A Day in the Life of a Scrum Master - 9:30 - The Standup
Our standup takes place by the Scrum Wall each day at 9:30am. Every member of our team attends including our Product Owner and every team member talks about what they were working on yesterday, what they’re doing today and any impediments they may have and updates the relevant post-its on the wall. Any new impediments raised are added to our impediment white board for follow-up.
It’s recommended in Scrum that you timebox your standups to 15 minutes, and in our team of 9 standups generally last around 10 minutes. Our team is fairly well established so I rarely have to actually ask “the three questions” (What did you do yesterday? What will you do today? Are there any impediments in your way?). For the most part each team member gives their update in turn without this prompting, although sometimes I do follow up with one of these questions if their update doesn’t address it e.g.
Team Member:I’m finishing off that bug [updates post-it]
Scrum Master:Ok, was that what you were working on yesterday too?

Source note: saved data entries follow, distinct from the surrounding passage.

//! Cross-crate harness pairing a [`MockTransport`] with `ultrafast-mcp-core`'s
//! [`SessionCore`]/[`HandlerRegistry`], for integration tests that exercise
//! request/response correlation and dispatch without a real transport.

use std::time::Duration;

use ultrafast_mcp_core::error::MCPResult;
use ultrafast_mcp_core::protocol::jsonrpc::{JsonRpcMessage, JsonRpcRequest, RequestId};
use ultrafast_mcp_core::session::dispatch::{DispatchOutcome, HandlerRegistry};
use ultrafast_mcp_core::{PendingReply, SessionCore};

use crate::mocks::MockTransport;

/// Drives one `SessionCore` against a `MockTransport`'s receive queue,
/// routing inbound requests through a `HandlerRegistry` and inbound
/// responses through the session's outstanding-request table. Intended for
/// tests that want real correlation/dispatch behavior without a live
/// transport.
pub struct SessionHarness {
    pub session: SessionCore,
    pub registry: HandlerRegistry,
    pub transport: MockTransport,
}

impl SessionHarness {
    pub fn new(registry: HandlerRegistry) -> Self {
        Self {
            session: SessionCore::new(Duration::from_secs(5)),
            registry,
            transport: MockTransport::new(),
        }
    }

    /// Send a request through the session, recording it on the mock
    /// transport, then await the reply once the test feeds a matching
    /// response into `complete_from_queue`.
    pub async fn send_request(
        &mut self,
        method: &str,
        params: Option<serde_json::Value>,
    ) -> (RequestId, PendingReply) {
        let id = self.session.next_request_id();
        let pending = self.session.register_outbound(id.clone()).await;
        let request = JsonRpcRequest::new(method.to_string(), params, Some(id.clone()));
        self.transport
            .sent_messages
            .lock()
            .unwrap()
            .push(JsonRpcMessage::Request(request));
        (id, pending)
    }

    /// Pop every message queued on the mock transport's receive side and run
    /// it through dispatch (requests/notifications) or session completion
    /// (responses/errors), as the real inbound loop would.
    pub async fn drain_inbound(&self) {
        loop {
            let next = self.transport.receive_queue.lock().unwrap().pop_front();
            let Some(message) = next else { break };
            match message {
                JsonRpcMessage::Request(request) => {
                    let cancellation = if let Some(id) = request.id.clone() {
                        Some(self.session.begin_inbound(id).await)
                    } else {
                        None
                    };
                    let id = request.id.clone();
                    let outcome = self.registry.dispatch(request, cancellation).await;
                    if let Some(id) = id {
                        self.session.end_inbound(&id).await;
                    }
                    if let DispatchOutcome::Reply(response) = outcome {
                        self.transport
                            .sent_messages
                            .lock()
                            .unwrap()
                            .push(JsonRpcMessage::from_response(response));
                    }
                }
                JsonRpcMessage::Notification(notification) => {
                    let _ = self.registry.dispatch(notification, None).await;
                }
                JsonRpcMessage::Response(response) => {
                    if let Some(id) = response.id.clone() {
                        let result: MCPResult<serde_json::Value> = match response.error {
                            Some(error) => Err(error.into()),
                            None => Ok(response.result.unwrap_or(serde_json::Value::Null)),
                        };
                        self.session.complete(&id, result).await;
                    }
                }
                JsonRpcMessage::Error(error_message) => {
                    if let Some(id) = error_message.id.clone() {
                        self.session
                            .complete(&id, Err(error_message.error.into()))
                            .await;
                    }
                }
            }
        }
    }
}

I don’t generally ask each person if they have any impediments even if they don’t specifically say so in their update. A common complaint I’ve heard of “The Three Questions” approach to stand-ups is a general feeling that the questions make the team members feel like they’re being spoken to as if they’re babies or young children. Once a team is the rhythm of answering these questions every day, it seems to me there’s no need to explicitly ask them.
So that’s about it for our morning stand-ups. Team members are able to start the day knowing what everyone else has achieved yesterday and with a plan for what they’ll aim to achieve today. The PO knows exactly how far we are progressing and the Scrum Master has a clear idea of anything that may be impacting on the team’s ability to progress.